Backup folders of special settings, such as the Mac OS User Folder, which holds everything that makes your Mac special to you. There's more about this in a supporting blog entry

The upgrade experience
Because Apple upgrades its operating system continuously between big releases, this new version of OS X isn't the big jump that Windows users experienced going from Windows 2000 to XP and then to Vista. But Apple hasn't been idle over the two and a half years it has been working on Leopard, and there's some good stuff among the 300 new features that Apple touts in its marketing for the new system.
Some of these "features" are supremely irritating, not just because of their presence, but because of Apple's insistence that they know what's best for users. You can't turn off, adjust or alter these fancy effects in any way.

If the alternating stripes in the Finder's list view, the translucent menubar and drop down menus and the window drop shadows that look crappy on my MacBook's low colour density screen seem annoying to you, well, just get used to them. Your only hope is that an enterprising developer will figure out how to remove or minimise all this user interface goodness.
Microsoft may have gone a bit crazy with its Mac-inspired Aero theme, but you can turn it off and revert to the window and menu styles of Windows 3.1 if you want to.

Newly found and lost
You'll also feel Leopard's claws with the disappearance of Classic mode for everybody. If you have any applications that run on OS 9, even in emulation, they are now completely dead in Leopard. If you need OS9, you're going to have to get down and dirty with an open source emulator like SheepShaver.
Stacks are something of a mess. Put a folder in the dock and you get a preview of the contents, but the default flat view of icons on a translucent background fails when you have more than a few dozen files in a folder.
There are some outstanding successes in Leopard that new users will find immediately useful. Spotlight, the search mechanism introduced in the previous version of Mac OS X is much faster and offers an easily refined view of all its search results that's much better at narrowing down vast pools of documents.
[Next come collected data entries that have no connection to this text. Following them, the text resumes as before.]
impl SpecificationAnalyzer for TestCaseBindingAnalyzer {
    fn analyze(
        &self,
        _graph: &SpecGraph,
        spec: &mut Specification,
        _indices: &NameIndices,
        problems: &mut ProblemMapper,
    ) {
        let shapes: Vec<Option<FeatureShape>> =
            spec.documents().iter().map(feature_shape).collect();

        for idx in 0..spec.documents().len() {
            if spec.documents()[idx].test_cases.is_empty() {
                continue;
            }

            let imported: Vec<FeatureShape> = spec.documents()[idx]
                .imports
                .iter()
                .filter_map(|import| spec.index_of(&import.resolved_path))
                .filter_map(|target| shapes[target].clone())
                .collect();
            let local = shapes[idx].clone();

            let doc = &mut spec.documents_mut()[idx];
            let path = doc.path.clone();
            let mut errors = Vec::new();

            if local.is_none() && imported.is_empty() {
                errors.push(LocatedException::new(
                    "No imports or feature declared before the test cases".to_string(),
                    doc.test_cases[0].location.clone(),
                ));
                for test_case in &mut doc.test_cases {
                    process_tags(test_case, None, &mut errors);
                }
            } else {
                for test_case in &mut doc.test_cases {
                    let declared = test_case
                        .tags
                        .iter()
                        .find(|tag| tag.name.eq_ignore_ascii_case("feature"))
                        .cloned();

                    let bound: Option<&FeatureShape> = if let Some(local) = &local {
                        if let Some(tag) = &declared {
                            let content = tag.content.as_deref().unwrap_or_default().trim();
                            if !names_match(content, &local.name) {
                                errors.push(LocatedException::new(
                                    format!(
                                        "The feature \"{content}\" declared in the @feature tag does not match the feature \"{}\"",
                                        local.name
                                    ),
                                    tag.location.clone(),
                                ));
                            }
                        }
                        Some(local)
                    } else if imported.len() == 1 {
                        if let Some(tag) = &declared {
                            let content = tag.content.as_deref().unwrap_or_default().trim();
                            if !names_match(content, &imported[0].name) {
                                errors.push(LocatedException::new(
                                    format!(
                                        "The feature \"{content}\" declared in the @feature tag does not match the imported feature \"{}\"",
                                        imported[0].name
                                    ),
                                    tag.location.clone(),
                                ));
                            }
                        }
                        Some(&imported[0])
                    } else {
                        match &declared {
                            None => {
                                errors.push(LocatedException::new(
                                    format!(
                                        "The test case \"{}\" must declare a @feature tag to choose among the imported features",
                                        test_case.name
                                    ),
                                    test_case.location.clone(),
                                ));
                                None
                            }
                            Some(tag) => {
                                let content =
                                    tag.content.as_deref().unwrap_or_default().trim();
                                match imported
                                    .iter()
                                    .find(|shape| names_match(content, &shape.name))
                                {
                                    Some(shape) => Some(shape),
                                    None => {
                                        errors.push(LocatedException::new(
                                            format!(
                                                "The feature \"{content}\" declared in the @feature tag does not match any imported feature"
                                            ),
                                            tag.location.clone(),
                                        ));
                                        None
                                    }
                                }
                            }
                        }
                    };

                    process_tags(test_case, bound, &mut errors);
                }
            }

            let refs: Vec<&TestCase> = doc.test_cases.iter().collect();
            check_duplicated_nodes_with_key(&refs, &mut errors, "test case", composite_key);

            for error in errors {
                problems.append_document_error(&path, error);
            }
        }
    }
}
//! Injected collaborators of the analysis engine.
//!
//! These traits are the seams to the world outside the core: file
//! existence, database connectivity and query decomposition are all
//! external concerns. Connectivity checks may block on I/O; callers own
//! any timeout policy, and nothing in the in-memory graph work ever
//! waits on them.

use std::path::Path;

use smol_str::SmolStr;

use crate::ast::Database;

/// File existence predicate used by the import analyzer.
pub trait FileChecker: Sync {
    fn exists(&self, path: &Path) -> bool;
}

/// Checks existence against the real filesystem.
pub struct FsFileChecker;

impl FileChecker for FsFileChecker {
    fn exists(&self, path: &Path) -> bool {
        path.exists()
    }
}

/// Treats every import target as existing. For specifications assembled
/// in memory, where there is no filesystem to consult.
pub struct AssumeExisting;

impl FileChecker for AssumeExisting {
    fn exists(&self, _path: &Path) -> bool {
        true
    }
}

/// Database connectivity checker used by the connectivity analyzer.
pub trait ConnectionChecker: Sync {
    /// Attempt a connection; `Err` carries the failure description.
    fn check(&self, database: &Database) -> Result<(), String>;
}

/// Accepts every database without connecting. For analysis passes that
/// run offline.
pub struct NoopConnectionChecker;

impl ConnectionChecker for NoopConnectionChecker {
    fn check(&self, _database: &Database) -> Result<(), String> {
        Ok(())
    }
}

/// Decomposes a query value into the symbols it references.
pub trait QueryParser: Sync {
    /// Bare names: candidate constants, tables or databases.
    fn parse_names(&self, query: &str) -> Vec<SmolStr>;
    /// Variable references: candidate UI elements.
    fn parse_variables(&self, query: &str) -> Vec<SmolStr>;
}

/// Default query decomposition: names are bracketed (`[Users]`),
/// variables are braced (`{Username}`).
pub struct BracketQueryParser;

impl BracketQueryParser {
    fn between(query: &str, open: char, close: char) -> Vec<SmolStr> {
        let mut names = Vec::new();
        let mut rest = query;
        while let Some(start) = rest.find(open) {
            rest = &rest[start + open.len_utf8()..];
            let Some(end) = rest.find(close) else { break };
            let inner = rest[..end].trim();
            if !inner.is_empty() {
                names.push(SmolStr::new(inner));
            }
            rest = &rest[end + close.len_utf8()..];
        }
        names
    }
}

impl QueryParser for BracketQueryParser {
    fn parse_names(&self, query: &str) -> Vec<SmolStr> {
        Self::between(query, '[', ']')
    }

    fn parse_variables(&self, query: &str) -> Vec<SmolStr> {
        Self::between(query, '{', '}')
    }
}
Quick Look, which allows you to preview most documents directly is sure to be a hit. You can scrub through movies and sound files, browse PDFs, and skim through Office documents without opening an application. (More on this
Spaces looks set to be the godsend to the screen handicapped, hopelessly cluttered among us. A very user-friendly implementation of virtual screens, this new feature is sort of like Exposé in reverse. Instead of narrowing things down to a few windows, Spaces expands your screen real estate by as many "screens" as you'd like. You can only view one at a time, but you can have e-mail on one screen, your web browser on another, PowerPoint on a third and a word processor on another. Task switching is a matter of either typing a modifier key or switching screens from a menu bar icon.

Upgrading to Leopard will be a steady inevitability for most Mac power users. Apple loses interest markedly in old versions of its operating systems and the newest goodies always debut on the newest operating system first. Not that much has changed for Mac users whose systems don't qualify for the upgrade (867mhz G4 or better) so it will be a few more months before Leopard envy starts setting in.